Task directions
Would you please copy every line below that includes the string "usize"?
■ ■ ■ ■ ■ ■ ■
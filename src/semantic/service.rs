//! Semantic search service for catalog queries.
//!
//! Provides a high-level interface for semantic search operations:
//! - Lazy-loads the embedding model and vector store exactly once
//! - Rebuilds a missing store from the catalog when allowed
//! - Runs single-field, combined and raw-score queries

use std::path::PathBuf;
use std::sync::{Arc, Mutex};
use std::time::Duration;

use once_cell::sync::OnceCell;
use serde::Serialize;

use crate::catalog::Catalog;
use crate::config::SemanticSearchConfig;
use crate::semantic::builder::{BuildError, BuildReport, IndexBuilder};
use crate::semantic::embeddings::{Embedder, EmbeddingError, EmbeddingModel};
use crate::semantic::fusion::{self, FusedResult, QueryResult, RawScores, SearchOutcome};
use crate::semantic::index::{Field, IndexError, VectorStore};
use crate::semantic::preprocess::normalize_query;
use crate::semantic::storage::{LoadOutcome, VectorStorage, VectorStorageError};
use crate::semantic::threshold::ThresholdPolicy;

/// Errors that can occur during semantic search operations.
#[derive(Debug, thiserror::Error)]
pub enum SemanticSearchError {
    #[error("Semantic search is not ready: {0}")]
    NotReady(String),

    #[error("Embedding error: {0}")]
    Embedding(#[from] EmbeddingError),

    #[error("Index error: {0}")]
    Index(#[from] IndexError),

    #[error("Storage error: {0}")]
    Storage(#[from] VectorStorageError),

    #[error("Build error: {0}")]
    Build(#[from] BuildError),

    #[error("Internal error: {0}")]
    Internal(String),
}

/// Produces the embedding model on first load.
pub type EmbedderFactory =
    Box<dyn Fn() -> Result<Arc<dyn Embedder>, EmbeddingError> + Send + Sync>;

/// Model and store, immutable once published.
pub struct LoadedEngine {
    embedder: Arc<dyn Embedder>,
    store: VectorStore,
}

impl LoadedEngine {
    pub fn store(&self) -> &VectorStore {
        &self.store
    }

    pub fn embedder(&self) -> &dyn Embedder {
        self.embedder.as_ref()
    }

    /// Score every row against an already normalized query.
    fn score(&self, query: &str) -> Result<Vec<f32>, SemanticSearchError> {
        let embedding = self.embedder.embed(query)?;
        Ok(self.store.score(&embedding)?)
    }
}

#[derive(Debug, Clone, PartialEq, Serialize)]
pub struct EngineStatus {
    pub loaded: bool,
    pub rows: usize,
    pub entities: usize,
    pub dimensions: usize,
    pub model: String,
}

#[derive(Debug, Clone, PartialEq, Serialize)]
pub struct ModelInfo {
    pub model_name: String,
    pub vector_dimension: usize,
    pub default_threshold: f32,
    pub min_threshold: f32,
    pub threshold_step: f32,
}

/// Service for semantic search over the catalog.
///
/// Loads the embedding model and vector store on first query.
/// Thread-safe; queries after the load take no locks.
pub struct SemanticSearchService {
    config: SemanticSearchConfig,
    storage: VectorStorage,
    catalog: Arc<dyn Catalog>,
    factory: EmbedderFactory,
    show_progress: bool,
    engine: OnceCell<Arc<LoadedEngine>>,
    /// Serializes the slow path of `ensure_loaded`
    init_lock: Mutex<()>,
}

impl SemanticSearchService {
    /// Create a service in the unloaded state.
    ///
    /// # Arguments
    /// * `config` - Semantic search configuration
    /// * `storage_dir` - Directory holding vectors.bin and metadata.json
    /// * `catalog` - Source rows for (re)builds
    /// * `factory` - Creates the embedding model on first load
    pub fn new(
        config: SemanticSearchConfig,
        storage_dir: PathBuf,
        catalog: Arc<dyn Catalog>,
        factory: EmbedderFactory,
    ) -> Self {
        Self {
            config,
            storage: VectorStorage::new(storage_dir),
            catalog,
            factory,
            show_progress: false,
            engine: OnceCell::new(),
            init_lock: Mutex::new(()),
        }
    }

    /// Create a service backed by the configured fastembed model.
    ///
    /// Vectors are stored in `base_path`, model files under `base_path/models`.
    pub fn with_model(
        config: SemanticSearchConfig,
        base_path: PathBuf,
        catalog: Arc<dyn Catalog>,
    ) -> Self {
        let model_name = config.model.clone();
        let dimensions = config.dimensions;
        let timeout = Duration::from_secs(config.download_timeout_secs);
        let cache_dir = base_path.clone();

        let factory: EmbedderFactory = Box::new(move || {
            let model =
                EmbeddingModel::new_checked(&model_name, cache_dir.clone(), Some(timeout), dimensions)?;
            Ok(Arc::new(model) as Arc<dyn Embedder>)
        });

        Self::new(config, base_path, catalog, factory)
    }

    /// Show a progress bar during rebuilds.
    pub fn with_progress(mut self, show_progress: bool) -> Self {
        self.show_progress = show_progress;
        self
    }

    pub fn policy(&self) -> ThresholdPolicy {
        ThresholdPolicy::new(
            self.config.default_threshold,
            self.config.min_threshold,
            self.config.threshold_step,
        )
    }

    pub fn is_loaded(&self) -> bool {
        self.engine.get().is_some()
    }

    /// Load the model and store, once.
    ///
    /// Concurrent callers block until the first load finishes and then share
    /// its result. A failed load leaves the service unloaded.
    pub fn ensure_loaded(&self) -> Result<Arc<LoadedEngine>, SemanticSearchError> {
        if let Some(engine) = self.engine.get() {
            return Ok(engine.clone());
        }

        let _guard = self
            .init_lock
            .lock()
            .map_err(|e| SemanticSearchError::Internal(format!("Lock poisoned: {}", e)))?;

        if let Some(engine) = self.engine.get() {
            return Ok(engine.clone());
        }

        let engine = Arc::new(self.load()?);
        // only this thread can publish while the lock is held
        let _ = self.engine.set(engine.clone());

        Ok(engine)
    }

    fn load(&self) -> Result<LoadedEngine, SemanticSearchError> {
        log::info!(
            "Initializing semantic search with model '{}'",
            self.config.model
        );

        let embedder = self.open_embedder()?;
        let model_id = embedder.model_id();
        let dimensions = self.config.dimensions;

        let store = match self.storage.load_or_signal_missing(&model_id, dimensions)? {
            LoadOutcome::Loaded(store) => store,
            LoadOutcome::Missing => {
                if !self.config.auto_rebuild {
                    return Err(SemanticSearchError::NotReady(
                        "vector store has not been built".to_string(),
                    ));
                }

                log::warn!("No vector store in {}, rebuilding", self.storage.dir().display());
                match self.build_with(embedder.as_ref()) {
                    Ok(_) => {}
                    Err(BuildError::Catalog(e)) => {
                        log::warn!("Catalog unavailable, cannot build vector store: {}", e);
                        return Err(SemanticSearchError::NotReady(e.to_string()));
                    }
                    Err(e) => return Err(e.into()),
                }

                self.storage.load(&model_id, dimensions)?
            }
        };

        log::info!(
            "Loaded {} vectors for {} entities",
            store.len(),
            store.entity_count()
        );

        Ok(LoadedEngine { embedder, store })
    }

    fn open_embedder(&self) -> Result<Arc<dyn Embedder>, SemanticSearchError> {
        let embedder = (self.factory)()?;
        if embedder.dimensions() != self.config.dimensions {
            return Err(EmbeddingError::DimensionMismatch {
                model: embedder.name().to_string(),
                expected: self.config.dimensions,
                got: embedder.dimensions(),
            }
            .into());
        }
        Ok(embedder)
    }

    fn build_with(&self, embedder: &dyn Embedder) -> Result<BuildReport, BuildError> {
        IndexBuilder::from_config(&self.config)
            .with_progress(self.show_progress)
            .build_and_save(self.catalog.as_ref(), embedder, &self.storage)
    }

    /// Rebuild the persisted store from the catalog.
    ///
    /// An already loaded engine keeps serving the store it loaded.
    pub fn rebuild(&self) -> Result<BuildReport, SemanticSearchError> {
        let report = match self.engine.get() {
            Some(engine) => self.build_with(engine.embedder())?,
            None => {
                let embedder = self.open_embedder()?;
                self.build_with(embedder.as_ref())?
            }
        };
        Ok(report)
    }

    /// Single-field search over titles.
    pub fn search_title(&self, query: &str) -> Result<SearchOutcome<QueryResult>, SemanticSearchError> {
        self.search_fields(query, &[Field::Title])
    }

    /// Single-field search restricted to `fields`; empty means every field.
    pub fn search_fields(
        &self,
        query: &str,
        fields: &[Field],
    ) -> Result<SearchOutcome<QueryResult>, SemanticSearchError> {
        let policy = self.policy();
        let query = normalize_query(query);
        if query.is_empty() {
            return Ok(SearchOutcome::empty(&policy));
        }

        let engine = self.ensure_loaded()?;
        let scores = engine.score(&query)?;

        Ok(fusion::search_fields(
            engine.store(),
            &scores,
            fields,
            &policy,
            self.config.highlight_phrases,
        ))
    }

    /// Entity search on the mean of title and best description chunk.
    pub fn search_combined(&self, query: &str) -> Result<SearchOutcome<FusedResult>, SemanticSearchError> {
        let policy = self.policy();
        let query = normalize_query(query);
        if query.is_empty() {
            return Ok(SearchOutcome::empty(&policy));
        }

        let engine = self.ensure_loaded()?;
        let scores = engine.score(&query)?;

        Ok(fusion::search_combined(
            engine.store(),
            &scores,
            &policy,
            self.config.highlight_phrases,
        ))
    }

    /// Every row's score, for diagnostics.
    pub fn raw_scores(&self, query: &str) -> Result<RawScores, SemanticSearchError> {
        let query = normalize_query(query);
        if query.is_empty() {
            return Ok(RawScores::default());
        }

        let engine = self.ensure_loaded()?;
        let scores = engine.score(&query)?;

        Ok(fusion::raw_scores(engine.store(), &scores))
    }

    /// Current load state. Never triggers a load.
    pub fn status(&self) -> EngineStatus {
        match self.engine.get() {
            Some(engine) => EngineStatus {
                loaded: true,
                rows: engine.store().len(),
                entities: engine.store().entity_count(),
                dimensions: engine.store().dimensions(),
                model: engine.embedder().name().to_string(),
            },
            None => EngineStatus {
                loaded: false,
                rows: 0,
                entities: 0,
                dimensions: self.config.dimensions,
                model: self.config.model.clone(),
            },
        }
    }

    pub fn model_info(&self) -> ModelInfo {
        ModelInfo {
            model_name: self.config.model.clone(),
            vector_dimension: self.config.dimensions,
            default_threshold: self.config.default_threshold,
            min_threshold: self.config.min_threshold,
            threshold_step: self.config.threshold_step,
        }
    }
}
■ ■ ■ ■ ■ ■ ■
Solution to the problem
    pub rows: usize,
    pub entities: usize,
    pub dimensions: usize,
    pub vector_dimension: usize,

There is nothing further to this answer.